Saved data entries
■ ■ ■ ■ ■

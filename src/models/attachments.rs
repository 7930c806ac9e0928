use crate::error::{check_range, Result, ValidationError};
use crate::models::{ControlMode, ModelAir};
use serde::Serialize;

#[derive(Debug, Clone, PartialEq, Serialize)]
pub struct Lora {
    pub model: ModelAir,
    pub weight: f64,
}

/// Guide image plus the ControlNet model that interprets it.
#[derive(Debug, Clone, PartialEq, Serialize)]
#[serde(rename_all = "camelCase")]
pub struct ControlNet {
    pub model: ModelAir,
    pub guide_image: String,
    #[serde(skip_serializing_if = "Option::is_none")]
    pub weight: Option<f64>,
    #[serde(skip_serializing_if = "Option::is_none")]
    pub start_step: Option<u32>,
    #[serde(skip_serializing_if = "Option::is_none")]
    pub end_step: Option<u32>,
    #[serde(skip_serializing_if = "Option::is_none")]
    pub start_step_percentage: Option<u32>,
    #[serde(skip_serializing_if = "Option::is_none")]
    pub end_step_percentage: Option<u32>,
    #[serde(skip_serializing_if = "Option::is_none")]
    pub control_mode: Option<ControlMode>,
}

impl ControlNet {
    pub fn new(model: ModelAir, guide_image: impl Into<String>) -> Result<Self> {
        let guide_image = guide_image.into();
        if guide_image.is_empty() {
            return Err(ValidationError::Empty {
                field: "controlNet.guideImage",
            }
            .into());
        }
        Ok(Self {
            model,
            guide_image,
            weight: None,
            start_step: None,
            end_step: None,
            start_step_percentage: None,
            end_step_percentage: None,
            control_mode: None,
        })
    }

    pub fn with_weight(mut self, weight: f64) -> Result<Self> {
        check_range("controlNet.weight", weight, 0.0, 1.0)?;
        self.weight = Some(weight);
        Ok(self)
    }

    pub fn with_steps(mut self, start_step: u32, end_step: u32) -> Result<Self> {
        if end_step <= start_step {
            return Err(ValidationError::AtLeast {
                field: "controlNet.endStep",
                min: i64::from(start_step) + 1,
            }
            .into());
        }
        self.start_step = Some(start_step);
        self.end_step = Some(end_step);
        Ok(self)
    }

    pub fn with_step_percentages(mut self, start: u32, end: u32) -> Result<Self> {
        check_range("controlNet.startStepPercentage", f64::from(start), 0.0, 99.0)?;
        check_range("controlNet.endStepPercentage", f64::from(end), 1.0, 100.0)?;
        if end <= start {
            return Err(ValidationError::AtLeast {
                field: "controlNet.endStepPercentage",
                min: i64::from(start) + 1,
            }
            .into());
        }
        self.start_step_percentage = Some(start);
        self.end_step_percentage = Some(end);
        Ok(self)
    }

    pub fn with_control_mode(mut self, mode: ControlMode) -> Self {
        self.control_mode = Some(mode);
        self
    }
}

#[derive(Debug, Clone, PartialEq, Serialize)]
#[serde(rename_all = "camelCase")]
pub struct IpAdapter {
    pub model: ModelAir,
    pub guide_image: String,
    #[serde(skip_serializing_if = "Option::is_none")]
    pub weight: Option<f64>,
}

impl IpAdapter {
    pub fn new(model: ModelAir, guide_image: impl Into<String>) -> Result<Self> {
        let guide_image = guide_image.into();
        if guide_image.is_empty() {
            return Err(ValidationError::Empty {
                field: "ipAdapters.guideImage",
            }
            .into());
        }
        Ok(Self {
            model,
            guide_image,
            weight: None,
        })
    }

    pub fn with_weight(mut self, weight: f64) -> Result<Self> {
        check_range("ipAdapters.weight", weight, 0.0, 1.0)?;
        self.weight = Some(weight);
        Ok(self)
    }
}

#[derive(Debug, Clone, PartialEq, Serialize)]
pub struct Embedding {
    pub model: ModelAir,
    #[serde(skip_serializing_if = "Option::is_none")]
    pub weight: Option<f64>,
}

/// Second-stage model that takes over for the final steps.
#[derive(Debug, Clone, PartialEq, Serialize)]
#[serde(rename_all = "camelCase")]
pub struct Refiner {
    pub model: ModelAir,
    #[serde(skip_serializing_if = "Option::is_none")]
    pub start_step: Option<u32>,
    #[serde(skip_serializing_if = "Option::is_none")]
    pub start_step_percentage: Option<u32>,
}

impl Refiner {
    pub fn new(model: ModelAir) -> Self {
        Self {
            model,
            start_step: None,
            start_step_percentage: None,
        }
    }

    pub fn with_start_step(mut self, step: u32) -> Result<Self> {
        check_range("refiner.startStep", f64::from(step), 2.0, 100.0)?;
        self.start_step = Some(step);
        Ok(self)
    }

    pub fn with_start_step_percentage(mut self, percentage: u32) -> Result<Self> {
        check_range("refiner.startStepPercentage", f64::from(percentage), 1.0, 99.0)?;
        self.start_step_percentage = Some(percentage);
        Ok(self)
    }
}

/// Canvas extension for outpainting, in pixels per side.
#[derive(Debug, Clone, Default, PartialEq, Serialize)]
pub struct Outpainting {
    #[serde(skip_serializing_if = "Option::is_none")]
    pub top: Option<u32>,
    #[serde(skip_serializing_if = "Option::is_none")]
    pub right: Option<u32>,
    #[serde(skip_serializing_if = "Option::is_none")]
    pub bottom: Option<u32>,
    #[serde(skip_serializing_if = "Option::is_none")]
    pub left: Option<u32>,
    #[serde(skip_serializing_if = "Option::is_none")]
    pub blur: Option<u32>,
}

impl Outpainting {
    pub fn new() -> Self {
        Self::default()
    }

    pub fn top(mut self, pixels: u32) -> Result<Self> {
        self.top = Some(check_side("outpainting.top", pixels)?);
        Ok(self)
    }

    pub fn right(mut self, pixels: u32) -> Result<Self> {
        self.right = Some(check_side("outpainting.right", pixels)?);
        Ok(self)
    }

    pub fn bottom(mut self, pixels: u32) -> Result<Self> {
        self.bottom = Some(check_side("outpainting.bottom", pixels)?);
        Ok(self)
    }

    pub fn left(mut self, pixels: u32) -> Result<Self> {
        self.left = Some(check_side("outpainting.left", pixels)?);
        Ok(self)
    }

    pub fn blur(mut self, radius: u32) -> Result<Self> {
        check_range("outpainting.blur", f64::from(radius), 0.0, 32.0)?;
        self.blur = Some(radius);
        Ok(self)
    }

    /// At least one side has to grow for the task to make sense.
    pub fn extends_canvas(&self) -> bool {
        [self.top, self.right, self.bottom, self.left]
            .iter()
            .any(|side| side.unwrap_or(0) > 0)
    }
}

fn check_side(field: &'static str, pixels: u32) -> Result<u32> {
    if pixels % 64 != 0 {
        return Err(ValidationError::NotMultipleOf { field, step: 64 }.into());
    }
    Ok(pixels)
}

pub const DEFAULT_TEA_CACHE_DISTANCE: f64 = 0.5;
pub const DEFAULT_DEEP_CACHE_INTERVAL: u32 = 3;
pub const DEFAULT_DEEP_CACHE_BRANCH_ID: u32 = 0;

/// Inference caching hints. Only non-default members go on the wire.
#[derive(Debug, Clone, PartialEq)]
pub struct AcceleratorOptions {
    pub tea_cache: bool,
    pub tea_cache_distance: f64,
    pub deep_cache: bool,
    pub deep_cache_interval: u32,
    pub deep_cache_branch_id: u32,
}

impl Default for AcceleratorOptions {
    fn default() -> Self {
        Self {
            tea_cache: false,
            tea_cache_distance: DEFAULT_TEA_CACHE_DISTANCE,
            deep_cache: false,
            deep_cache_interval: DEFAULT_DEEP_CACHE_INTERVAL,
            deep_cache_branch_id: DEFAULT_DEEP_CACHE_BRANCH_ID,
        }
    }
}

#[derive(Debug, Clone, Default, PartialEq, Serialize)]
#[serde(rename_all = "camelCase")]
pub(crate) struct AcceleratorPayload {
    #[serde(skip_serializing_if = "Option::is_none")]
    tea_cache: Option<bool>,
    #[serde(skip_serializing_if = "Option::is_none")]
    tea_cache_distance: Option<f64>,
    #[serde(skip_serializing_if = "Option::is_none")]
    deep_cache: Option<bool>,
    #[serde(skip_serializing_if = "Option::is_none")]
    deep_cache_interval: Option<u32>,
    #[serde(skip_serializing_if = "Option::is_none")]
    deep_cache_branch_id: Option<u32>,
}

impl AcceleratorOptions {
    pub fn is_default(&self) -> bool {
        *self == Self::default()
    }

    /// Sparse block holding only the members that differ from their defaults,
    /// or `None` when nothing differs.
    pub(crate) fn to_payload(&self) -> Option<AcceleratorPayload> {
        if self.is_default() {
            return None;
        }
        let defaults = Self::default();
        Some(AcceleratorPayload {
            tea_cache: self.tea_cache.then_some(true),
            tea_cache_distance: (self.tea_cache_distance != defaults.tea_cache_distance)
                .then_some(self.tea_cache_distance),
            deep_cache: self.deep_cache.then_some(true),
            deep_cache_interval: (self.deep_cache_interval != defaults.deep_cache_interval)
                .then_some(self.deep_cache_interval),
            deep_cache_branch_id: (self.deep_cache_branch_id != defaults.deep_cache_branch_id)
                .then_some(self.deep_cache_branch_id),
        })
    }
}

■ ■ ■ ■ ■

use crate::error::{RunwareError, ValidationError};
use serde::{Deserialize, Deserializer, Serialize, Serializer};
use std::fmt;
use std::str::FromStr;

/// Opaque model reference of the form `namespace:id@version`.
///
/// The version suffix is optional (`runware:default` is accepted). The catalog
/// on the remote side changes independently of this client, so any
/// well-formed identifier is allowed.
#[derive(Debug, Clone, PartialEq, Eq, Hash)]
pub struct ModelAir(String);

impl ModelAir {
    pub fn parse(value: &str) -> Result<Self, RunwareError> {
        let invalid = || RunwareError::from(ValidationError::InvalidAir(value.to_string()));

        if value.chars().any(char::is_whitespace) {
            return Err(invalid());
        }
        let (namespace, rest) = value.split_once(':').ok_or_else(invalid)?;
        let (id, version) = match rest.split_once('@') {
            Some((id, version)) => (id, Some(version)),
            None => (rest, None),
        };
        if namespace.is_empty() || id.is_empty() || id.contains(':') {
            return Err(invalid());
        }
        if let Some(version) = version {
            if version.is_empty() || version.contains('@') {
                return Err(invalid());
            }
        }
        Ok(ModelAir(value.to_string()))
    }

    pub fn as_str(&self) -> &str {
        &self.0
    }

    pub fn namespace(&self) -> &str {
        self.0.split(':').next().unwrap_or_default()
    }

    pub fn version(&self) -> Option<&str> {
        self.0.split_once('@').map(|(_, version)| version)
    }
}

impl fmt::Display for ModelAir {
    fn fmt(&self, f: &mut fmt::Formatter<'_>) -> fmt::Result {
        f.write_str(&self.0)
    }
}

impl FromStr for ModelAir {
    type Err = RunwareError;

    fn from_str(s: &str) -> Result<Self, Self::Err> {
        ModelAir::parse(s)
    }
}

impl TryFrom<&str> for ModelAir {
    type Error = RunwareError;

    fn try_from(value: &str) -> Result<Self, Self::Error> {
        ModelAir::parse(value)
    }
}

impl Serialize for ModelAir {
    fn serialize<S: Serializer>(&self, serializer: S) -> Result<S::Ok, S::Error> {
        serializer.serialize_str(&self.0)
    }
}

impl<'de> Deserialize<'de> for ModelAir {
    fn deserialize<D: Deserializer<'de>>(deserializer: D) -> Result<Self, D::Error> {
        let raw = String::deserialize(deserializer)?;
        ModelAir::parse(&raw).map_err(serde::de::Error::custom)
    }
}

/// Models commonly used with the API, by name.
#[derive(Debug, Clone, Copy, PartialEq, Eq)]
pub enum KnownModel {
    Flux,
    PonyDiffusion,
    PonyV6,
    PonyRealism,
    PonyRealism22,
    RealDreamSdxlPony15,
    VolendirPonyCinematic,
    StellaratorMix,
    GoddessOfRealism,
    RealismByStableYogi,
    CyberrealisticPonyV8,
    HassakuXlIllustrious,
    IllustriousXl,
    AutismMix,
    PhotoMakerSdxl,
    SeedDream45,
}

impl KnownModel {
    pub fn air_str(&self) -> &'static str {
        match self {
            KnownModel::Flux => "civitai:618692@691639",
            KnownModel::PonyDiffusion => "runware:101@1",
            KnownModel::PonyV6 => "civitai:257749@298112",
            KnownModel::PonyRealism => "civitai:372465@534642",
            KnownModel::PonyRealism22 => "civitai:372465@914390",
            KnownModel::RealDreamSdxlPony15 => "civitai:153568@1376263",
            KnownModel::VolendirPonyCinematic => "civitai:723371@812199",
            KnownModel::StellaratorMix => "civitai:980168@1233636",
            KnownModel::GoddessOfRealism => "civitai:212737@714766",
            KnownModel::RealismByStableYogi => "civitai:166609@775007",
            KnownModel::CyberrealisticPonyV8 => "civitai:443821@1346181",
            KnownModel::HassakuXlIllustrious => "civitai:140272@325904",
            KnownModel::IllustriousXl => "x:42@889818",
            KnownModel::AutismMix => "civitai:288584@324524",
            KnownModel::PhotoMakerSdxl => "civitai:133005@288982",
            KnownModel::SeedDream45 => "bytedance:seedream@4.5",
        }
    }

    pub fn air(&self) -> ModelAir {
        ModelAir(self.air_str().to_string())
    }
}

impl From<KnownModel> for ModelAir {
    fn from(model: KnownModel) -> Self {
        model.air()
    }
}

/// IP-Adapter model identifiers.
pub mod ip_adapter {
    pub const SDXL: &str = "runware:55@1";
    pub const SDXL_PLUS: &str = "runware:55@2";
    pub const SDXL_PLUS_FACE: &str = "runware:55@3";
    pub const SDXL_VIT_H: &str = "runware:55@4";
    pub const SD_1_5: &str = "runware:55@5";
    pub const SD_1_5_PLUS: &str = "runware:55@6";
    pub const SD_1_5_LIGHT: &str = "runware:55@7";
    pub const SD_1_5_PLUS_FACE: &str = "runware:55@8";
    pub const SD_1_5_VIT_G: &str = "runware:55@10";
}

■ ■ ■ ■ ■

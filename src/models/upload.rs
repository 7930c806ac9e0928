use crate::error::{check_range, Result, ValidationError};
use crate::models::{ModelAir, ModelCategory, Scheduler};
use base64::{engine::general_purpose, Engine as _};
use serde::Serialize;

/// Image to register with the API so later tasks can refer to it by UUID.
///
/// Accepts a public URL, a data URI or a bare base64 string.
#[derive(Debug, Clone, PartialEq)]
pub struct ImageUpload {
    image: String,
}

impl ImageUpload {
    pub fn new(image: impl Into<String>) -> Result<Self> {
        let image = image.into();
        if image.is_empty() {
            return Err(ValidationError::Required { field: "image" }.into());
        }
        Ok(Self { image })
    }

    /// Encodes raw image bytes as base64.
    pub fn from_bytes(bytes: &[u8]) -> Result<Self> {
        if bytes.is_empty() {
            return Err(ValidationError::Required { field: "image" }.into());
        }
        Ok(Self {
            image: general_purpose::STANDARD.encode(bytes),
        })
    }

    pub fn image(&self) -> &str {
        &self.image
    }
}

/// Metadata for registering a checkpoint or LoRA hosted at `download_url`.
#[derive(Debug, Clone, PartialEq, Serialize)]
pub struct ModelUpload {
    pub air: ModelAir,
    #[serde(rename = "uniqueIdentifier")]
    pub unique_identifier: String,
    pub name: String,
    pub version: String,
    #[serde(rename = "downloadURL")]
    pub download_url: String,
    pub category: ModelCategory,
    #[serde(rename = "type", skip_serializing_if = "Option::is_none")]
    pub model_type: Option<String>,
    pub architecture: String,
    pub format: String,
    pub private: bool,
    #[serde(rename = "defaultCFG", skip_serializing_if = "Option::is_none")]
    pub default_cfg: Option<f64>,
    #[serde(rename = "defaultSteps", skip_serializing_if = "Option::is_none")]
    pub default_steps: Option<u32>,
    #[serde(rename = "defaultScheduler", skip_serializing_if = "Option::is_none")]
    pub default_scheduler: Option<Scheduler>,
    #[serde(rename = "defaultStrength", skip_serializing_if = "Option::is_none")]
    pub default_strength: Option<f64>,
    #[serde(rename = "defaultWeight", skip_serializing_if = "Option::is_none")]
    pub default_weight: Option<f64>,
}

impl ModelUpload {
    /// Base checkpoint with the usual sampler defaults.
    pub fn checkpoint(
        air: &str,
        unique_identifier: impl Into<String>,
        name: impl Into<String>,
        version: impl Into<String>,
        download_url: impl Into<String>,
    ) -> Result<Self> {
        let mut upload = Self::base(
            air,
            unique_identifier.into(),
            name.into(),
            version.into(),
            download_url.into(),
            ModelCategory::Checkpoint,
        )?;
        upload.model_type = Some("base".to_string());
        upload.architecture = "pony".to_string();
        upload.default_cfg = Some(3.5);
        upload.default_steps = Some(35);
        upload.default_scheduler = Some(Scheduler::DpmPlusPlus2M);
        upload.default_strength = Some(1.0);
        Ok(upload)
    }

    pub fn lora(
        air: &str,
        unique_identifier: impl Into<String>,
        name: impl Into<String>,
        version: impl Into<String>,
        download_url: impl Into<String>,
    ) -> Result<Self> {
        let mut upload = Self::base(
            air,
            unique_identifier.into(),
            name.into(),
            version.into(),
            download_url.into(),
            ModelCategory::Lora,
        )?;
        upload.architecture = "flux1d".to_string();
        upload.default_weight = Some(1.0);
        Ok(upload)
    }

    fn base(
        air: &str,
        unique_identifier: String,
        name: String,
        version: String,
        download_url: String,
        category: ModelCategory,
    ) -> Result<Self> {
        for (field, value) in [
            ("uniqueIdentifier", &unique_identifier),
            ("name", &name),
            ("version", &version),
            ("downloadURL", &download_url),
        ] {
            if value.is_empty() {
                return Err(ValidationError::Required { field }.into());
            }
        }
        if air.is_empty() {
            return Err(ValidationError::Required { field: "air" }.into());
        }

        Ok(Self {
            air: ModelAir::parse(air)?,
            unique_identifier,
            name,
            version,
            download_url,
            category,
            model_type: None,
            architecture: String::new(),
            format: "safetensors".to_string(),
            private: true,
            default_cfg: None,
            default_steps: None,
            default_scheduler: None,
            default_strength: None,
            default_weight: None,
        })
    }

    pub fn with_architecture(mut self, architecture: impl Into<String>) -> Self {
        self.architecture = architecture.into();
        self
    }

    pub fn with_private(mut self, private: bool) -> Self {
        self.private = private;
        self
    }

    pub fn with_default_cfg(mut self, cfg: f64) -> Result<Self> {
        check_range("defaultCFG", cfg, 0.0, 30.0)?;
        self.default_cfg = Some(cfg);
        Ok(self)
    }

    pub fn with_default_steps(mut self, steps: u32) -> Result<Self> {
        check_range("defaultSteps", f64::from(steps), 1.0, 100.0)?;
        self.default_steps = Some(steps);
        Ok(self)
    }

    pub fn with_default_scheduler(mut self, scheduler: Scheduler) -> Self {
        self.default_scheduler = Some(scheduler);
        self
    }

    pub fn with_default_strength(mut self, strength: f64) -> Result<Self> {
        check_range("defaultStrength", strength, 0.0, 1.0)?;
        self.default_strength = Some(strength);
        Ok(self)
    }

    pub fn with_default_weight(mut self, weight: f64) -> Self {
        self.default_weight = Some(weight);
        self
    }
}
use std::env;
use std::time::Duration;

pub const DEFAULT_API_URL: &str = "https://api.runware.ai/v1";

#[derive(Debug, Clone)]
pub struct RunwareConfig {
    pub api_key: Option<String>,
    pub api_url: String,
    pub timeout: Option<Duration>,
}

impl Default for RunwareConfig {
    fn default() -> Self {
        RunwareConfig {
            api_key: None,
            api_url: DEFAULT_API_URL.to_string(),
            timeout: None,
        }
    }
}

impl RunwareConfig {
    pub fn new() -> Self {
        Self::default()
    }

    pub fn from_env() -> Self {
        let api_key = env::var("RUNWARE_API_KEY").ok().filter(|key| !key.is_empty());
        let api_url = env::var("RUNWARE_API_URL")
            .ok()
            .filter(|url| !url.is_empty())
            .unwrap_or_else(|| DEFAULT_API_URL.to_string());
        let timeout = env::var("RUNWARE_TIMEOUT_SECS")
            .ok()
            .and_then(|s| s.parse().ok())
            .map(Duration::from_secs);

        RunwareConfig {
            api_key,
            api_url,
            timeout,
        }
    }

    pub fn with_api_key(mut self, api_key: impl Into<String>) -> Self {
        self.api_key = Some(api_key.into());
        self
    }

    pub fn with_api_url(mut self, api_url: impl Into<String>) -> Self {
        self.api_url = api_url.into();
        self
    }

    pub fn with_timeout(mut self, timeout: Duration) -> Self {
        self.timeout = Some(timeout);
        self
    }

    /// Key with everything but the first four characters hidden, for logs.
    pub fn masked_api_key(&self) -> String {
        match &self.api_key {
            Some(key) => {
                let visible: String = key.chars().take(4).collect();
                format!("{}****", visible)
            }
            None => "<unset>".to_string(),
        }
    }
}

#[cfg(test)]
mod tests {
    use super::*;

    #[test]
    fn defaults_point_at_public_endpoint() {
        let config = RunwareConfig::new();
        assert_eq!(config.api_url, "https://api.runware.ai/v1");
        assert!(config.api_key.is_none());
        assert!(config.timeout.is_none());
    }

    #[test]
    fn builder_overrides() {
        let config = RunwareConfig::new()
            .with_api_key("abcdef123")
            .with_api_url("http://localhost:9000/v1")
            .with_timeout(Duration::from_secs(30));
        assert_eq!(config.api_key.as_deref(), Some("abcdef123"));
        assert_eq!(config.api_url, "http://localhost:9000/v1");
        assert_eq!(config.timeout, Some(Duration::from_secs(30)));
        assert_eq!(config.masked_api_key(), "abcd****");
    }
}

■ ■ ■ ■ ■

DIRECTIONS FOR THIS TASK:
Your reply should be one number, the count of lines in the data that include the word "Duration".

ANSWER BELOW:
6